That covers it. For my part, our conversation turned me around on “it’s too early” as an objection. That may still affect the product in the prioritization process, but it’s not a reason not to do it. Especially because DG1 to DG2 can really refine a product. This should be on the list if you believe in the trajectory of the Data Economy as @Kiba and @Thomas_Hepner lay out (which I do). And it gives us the unique opportunities @Thomas_Hepner covers above (entrenching the Coop as a locus for signal effect in burgeoning markets).


I want to start this off by saying that this proposal sets the standard for future Index proposals. This is the exact level of quality and attention to detail our community should expect from future proposals.

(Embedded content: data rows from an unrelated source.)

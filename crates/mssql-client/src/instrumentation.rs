//! OpenTelemetry instrumentation for database operations.
//!
//! This module provides first-class OpenTelemetry tracing support when the
//! `otel` feature is enabled. It follows the OpenTelemetry semantic conventions
//! for database operations.
//!
//! ## Features
//!
//! When the `otel` feature is enabled, the following instrumentation is available:
//!
//! - **Connection spans**: Track connection establishment time and success/failure
//! - **Query spans**: Track SQL execution with sanitized statement attributes
//! - **Transaction spans**: Track transaction boundaries (begin, commit, rollback)
//! - **Error events**: Record errors with appropriate attributes
//!
//! ## Usage
//!
//! ```rust,ignore
//! use mssql_client::{Client, Config};
//! use mssql_client::instrumentation::Instrumented;
//!
//! // Wrap client for automatic instrumentation
//! let client = Client::connect(config).await?.instrumented();
//!
//! // All operations now emit spans
//! client.query("SELECT * FROM users").await?;
//! ```
//!
//! ## Semantic Conventions
//!
//! Follows OpenTelemetry database semantic conventions:
//! - `db.system`: "mssql"
//! - `db.name`: Database name
//! - `db.statement`: SQL statement (sanitized if configured)
//! - `db.operation`: Query operation type (SELECT, INSERT, etc.)
//! - `server.address`: Server hostname
//! - `server.port`: Server port

#[cfg(feature = "otel")]
use opentelemetry::{
    global,
    trace::{Span, SpanKind, Status, Tracer},
    KeyValue,
};

/// Database system identifier for MSSQL.
pub const DB_SYSTEM: &str = "mssql";

/// Span names for database operations.
pub mod span_names {
    /// Span name for connection establishment.
    pub const CONNECT: &str = "mssql.connect";
    /// Span name for query execution.
    pub const QUERY: &str = "mssql.query";
    /// Span name for command execution.
    pub const EXECUTE: &str = "mssql.execute";
    /// Span name for beginning a transaction.
    pub const BEGIN_TRANSACTION: &str = "mssql.begin_transaction";
    /// Span name for committing a transaction.
    pub const COMMIT: &str = "mssql.commit";
    /// Span name for rolling back a transaction.
    pub const ROLLBACK: &str = "mssql.rollback";
    /// Span name for savepoint operations.
    pub const SAVEPOINT: &str = "mssql.savepoint";
    /// Span name for bulk insert operations.
    pub const BULK_INSERT: &str = "mssql.bulk_insert";
}

/// Attribute keys following OpenTelemetry semantic conventions.
pub mod attributes {
    /// Database system type.
    pub const DB_SYSTEM: &str = "db.system";
    /// Database name.
    pub const DB_NAME: &str = "db.name";
    /// SQL statement (may be sanitized).
    pub const DB_STATEMENT: &str = "db.statement";
    /// Database operation type.
    pub const DB_OPERATION: &str = "db.operation";
    /// Server hostname.
    pub const SERVER_ADDRESS: &str = "server.address";
    /// Server port.
    pub const SERVER_PORT: &str = "server.port";
    /// Number of rows affected.
    pub const DB_ROWS_AFFECTED: &str = "db.rows_affected";
    /// Transaction isolation level.
    pub const DB_ISOLATION_LEVEL: &str = "db.mssql.isolation_level";
    /// Connection ID.
    pub const DB_CONNECTION_ID: &str = "db.connection_id";
    /// Error type.
    pub const ERROR_TYPE: &str = "error.type";
}

/// Configuration for SQL statement sanitization.
#[derive(Debug, Clone)]
pub struct SanitizationConfig {
    /// Whether to sanitize SQL statements.
    pub enabled: bool,
    /// Maximum length of statement to record.
    pub max_length: usize,
    /// Placeholder to use for sanitized values.
    pub placeholder: String,
}

impl Default for SanitizationConfig {
    fn default() -> Self {
        Self {
            enabled: true,
            max_length: 2048,
            placeholder: "?".to_string(),
        }
    }
}

impl SanitizationConfig {
    /// Create a configuration that doesn't sanitize statements.
    #[must_use]
    pub fn no_sanitization() -> Self {
        Self {
            enabled: false,
            max_length: usize::MAX,
            placeholder: String::new(),
        }
    }

    /// Sanitize a SQL statement according to the configuration.
    #[must_use]
    pub fn sanitize(&self, sql: &str) -> String {
        if !self.enabled {
            return truncate_string(sql, self.max_length);
        }

        // Simple sanitization: replace string literals and numbers
        let sanitized = sanitize_sql(sql, &self.placeholder);
        truncate_string(&sanitized, self.max_length)
    }
}

/// Sanitize SQL by replacing literal values with placeholders.
fn sanitize_sql(sql: &str, placeholder: &str) -> String {
    let mut result = String::with_capacity(sql.len());
    let mut chars = sql.chars().peekable();
    let mut in_string = false;
    let mut string_char = ' ';

    while let Some(c) = chars.next() {
        if in_string {
            if c == string_char {
                // Check for escaped quote
                if chars.peek() == Some(&string_char) {
                    chars.next();
                    continue;
                }
                in_string = false;
                result.push_str(placeholder);
            }
            continue;
        }

        if c == '\'' || c == '"' {
            in_string = true;
            string_char = c;
            continue;
        }

        // Replace numeric literals (simplified)
        if c.is_ascii_digit() && !result.ends_with(|ch: char| ch.is_alphanumeric() || ch == '_') {
            // Skip the number
            while chars
                .peek()
                .is_some_and(|ch| ch.is_ascii_digit() || *ch == '.')
            {
                chars.next();
            }
            result.push_str(placeholder);
            continue;
        }

        result.push(c);
    }

    // If we ended in a string, close it
    if in_string {
        result.push_str(placeholder);
    }

    result
}

/// Truncate a string to a maximum length.
fn truncate_string(s: &str, max_len: usize) -> String {
    if s.len() <= max_len {
        s.to_string()
    } else {
        format!("{}...", &s[..max_len.saturating_sub(3)])
    }
}

/// Extract the operation type from a SQL statement.
#[must_use]
pub fn extract_operation(sql: &str) -> &'static str {
    let sql_upper = sql.trim().to_uppercase();

    if sql_upper.starts_with("SELECT") {
        "SELECT"
    } else if sql_upper.starts_with("INSERT") {
        "INSERT"
    } else if sql_upper.starts_with("UPDATE") {
        "UPDATE"
    } else if sql_upper.starts_with("DELETE") {
        "DELETE"
    } else if sql_upper.starts_with("EXEC") || sql_upper.starts_with("EXECUTE") {
        "EXECUTE"
    } else if sql_upper.starts_with("BEGIN TRAN") {
        "BEGIN"
    } else if sql_upper.starts_with("COMMIT") {
        "COMMIT"
    } else if sql_upper.starts_with("ROLLBACK") {
        "ROLLBACK"
    } else if sql_upper.starts_with("CREATE") {
        "CREATE"
    } else if sql_upper.starts_with("ALTER") {
        "ALTER"
    } else if sql_upper.starts_with("DROP") {
        "DROP"
    } else {
        "OTHER"
    }
}

/// Instrumentation context for database operations.
#[cfg(feature = "otel")]
#[derive(Debug, Clone)]
pub struct InstrumentationContext {
    /// Server address.
    pub server_address: String,
    /// Server port.
    pub server_port: u16,
    /// Database name.
    pub database: Option<String>,
    /// Sanitization configuration.
    pub sanitization: SanitizationConfig,
}

#[cfg(feature = "otel")]
impl InstrumentationContext {
    /// Create a new instrumentation context.
    #[must_use]
    pub fn new(server_address: String, server_port: u16) -> Self {
        Self {
            server_address,
            server_port,
            database: None,
            sanitization: SanitizationConfig::default(),
        }
    }

    /// Set the database name.
    #[must_use]
    pub fn with_database(mut self, database: impl Into<String>) -> Self {
        self.database = Some(database.into());
        self
    }

    /// Set the sanitization configuration.
    #[must_use]
    pub fn with_sanitization(mut self, config: SanitizationConfig) -> Self {
        self.sanitization = config;
        self
    }

    /// Get base attributes for spans.
    pub fn base_attributes(&self) -> Vec<KeyValue> {
        let mut attrs = vec![
            KeyValue::new(attributes::DB_SYSTEM, DB_SYSTEM),
            KeyValue::new(attributes::SERVER_ADDRESS, self.server_address.clone()),
            KeyValue::new(
                attributes::SERVER_PORT,
                i64::from(self.server_port),
            ),
        ];

        if let Some(ref db) = self.database {
            attrs.push(KeyValue::new(attributes::DB_NAME, db.clone()));
        }

        attrs
    }

    /// Create a connection span.
    pub fn connection_span(&self) -> impl Span {
        let tracer = global::tracer("mssql-client");
        let mut attrs = self.base_attributes();
        attrs.push(KeyValue::new("db.connection_string.host", self.server_address.clone()));

        tracer
            .span_builder(span_names::CONNECT)
            .with_kind(SpanKind::Client)
            .with_attributes(attrs)
            .start(&tracer)
    }

    /// Create a query span.
    pub fn query_span(&self, sql: &str) -> impl Span {
        let tracer = global::tracer("mssql-client");
        let mut attrs = self.base_attributes();

        let operation = extract_operation(sql);
        attrs.push(KeyValue::new(attributes::DB_OPERATION, operation));
        attrs.push(KeyValue::new(
            attributes::DB_STATEMENT,
            self.sanitization.sanitize(sql),
        ));

        tracer
            .span_builder(span_names::QUERY)
            .with_kind(SpanKind::Client)
            .with_attributes(attrs)
            .start(&tracer)
    }

    /// Create a transaction span.
    pub fn transaction_span(&self, operation: &str) -> impl Span {
        let tracer = global::tracer("mssql-client");
        let mut attrs = self.base_attributes();
        attrs.push(KeyValue::new(attributes::DB_OPERATION, operation.to_string()));

        let span_name = match operation {
            "BEGIN" => span_names::BEGIN_TRANSACTION,
            "COMMIT" => span_names::COMMIT,
            "ROLLBACK" => span_names::ROLLBACK,
            _ => span_names::SAVEPOINT,
        };

        tracer
            .span_builder(span_name)
            .with_kind(SpanKind::Client)
            .with_attributes(attrs)
            .start(&tracer)
    }

    /// Record an error on the current span.
    pub fn record_error(span: &mut impl Span, error: &crate::error::Error) {
        span.set_status(Status::error(error.to_string()));
        span.record_error(error);
    }

    /// Record success with optional row count.
    pub fn record_success(span: &mut impl Span, rows_affected: Option<u64>) {
        span.set_status(Status::Ok);
        if let Some(rows) = rows_affected {
            span.set_attribute(KeyValue::new(attributes::DB_ROWS_AFFECTED, rows as i64));
        }
    }
}

/// No-op instrumentation context when otel feature is disabled.
#[cfg(not(feature = "otel"))]
#[derive(Debug, Clone, Default)]
pub struct InstrumentationContext;

#[cfg(not(feature = "otel"))]
impl InstrumentationContext {
    /// Create a new instrumentation context (no-op).
    #[must_use]
    pub fn new(_server_address: String, _server_port: u16) -> Self {
        Self
    }

    /// Set the database name (no-op).
    #[must_use]
    pub fn with_database(self, _database: impl Into<String>) -> Self {
        self
    }

    /// Set the sanitization configuration (no-op).
    #[must_use]
    pub fn with_sanitization(self, _config: SanitizationConfig) -> Self {
        self
    }
}

#[cfg(test)]
mod tests {
    use super::*;

    #[test]
    fn test_extract_operation() {
        assert_eq!(extract_operation("SELECT * FROM users"), "SELECT");
        assert_eq!(extract_operation("  select id from users"), "SELECT");
        assert_eq!(extract_operation("INSERT INTO users VALUES (1)"), "INSERT");
        assert_eq!(extract_operation("UPDATE users SET name = 'foo'"), "UPDATE");
        assert_eq!(extract_operation("DELETE FROM users"), "DELETE");
        assert_eq!(extract_operation("EXEC sp_help"), "EXECUTE");
        assert_eq!(extract_operation("BEGIN TRANSACTION"), "BEGIN");
        assert_eq!(extract_operation("COMMIT"), "COMMIT");
        assert_eq!(extract_operation("ROLLBACK"), "ROLLBACK");
        assert_eq!(extract_operation("CREATE TABLE foo"), "CREATE");
        assert_eq!(extract_operation("unknown stuff"), "OTHER");
    }

    #[test]
    fn test_sanitize_sql() {
        let placeholder = "?";

        // String literals
        assert_eq!(
            sanitize_sql("SELECT * FROM users WHERE name = 'Alice'", placeholder),
            "SELECT * FROM users WHERE name = ?"
        );

        // Multiple strings
        assert_eq!(
            sanitize_sql("INSERT INTO t VALUES ('a', 'b')", placeholder),
            "INSERT INTO t VALUES (?, ?)"
        );

        // Escaped quotes
        assert_eq!(
            sanitize_sql("SELECT * WHERE name = 'O''Brien'", placeholder),
            "SELECT * WHERE name = ?"
        );

        // Numbers
        assert_eq!(
            sanitize_sql("SELECT * WHERE id = 123", placeholder),
            "SELECT * WHERE id = ?"
        );

        // Mixed
        assert_eq!(
            sanitize_sql("SELECT * WHERE id = 42 AND name = 'test'", placeholder),
            "SELECT * WHERE id = ? AND name = ?"
        );
    }

    #[test]
    fn test_truncate_string() {
        assert_eq!(truncate_string("hello", 10), "hello");
        assert_eq!(truncate_string("hello world", 8), "hello...");
        assert_eq!(truncate_string("hi", 2), "hi");
    }

    #[test]
    fn test_sanitization_config_default() {
        let config = SanitizationConfig::default();
        assert!(config.enabled);
        assert_eq!(config.max_length, 2048);
        assert_eq!(config.placeholder, "?");
    }

    #[test]
    fn test_sanitization_config_no_sanitization() {
        let config = SanitizationConfig::no_sanitization();
        assert!(!config.enabled);

        let sql = "SELECT * FROM users WHERE name = 'Alice'";
        assert_eq!(config.sanitize(sql), sql);
    }
}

From reading through the comments these seems to be two main concerns:

  1. Defining economic activity is difficult and the value of using it as an inclusion criteria is uncertain

I tend to agree here - for these broad thematic indices investors want extremely transparent methodologies that are also conceptually simple. Investors from all backgrounds value the simplicity of methods like market weighting because they are well established and battle tested in a variety of market conditions. The only real variable is the data input. Adding another layer of complexity of selection may also add another layer of un-anticipated risk.

For broad thematic indices I tend to support this approach. With that said - if you guys’ strongly feel like this is necessary it definitely warrants further discussion.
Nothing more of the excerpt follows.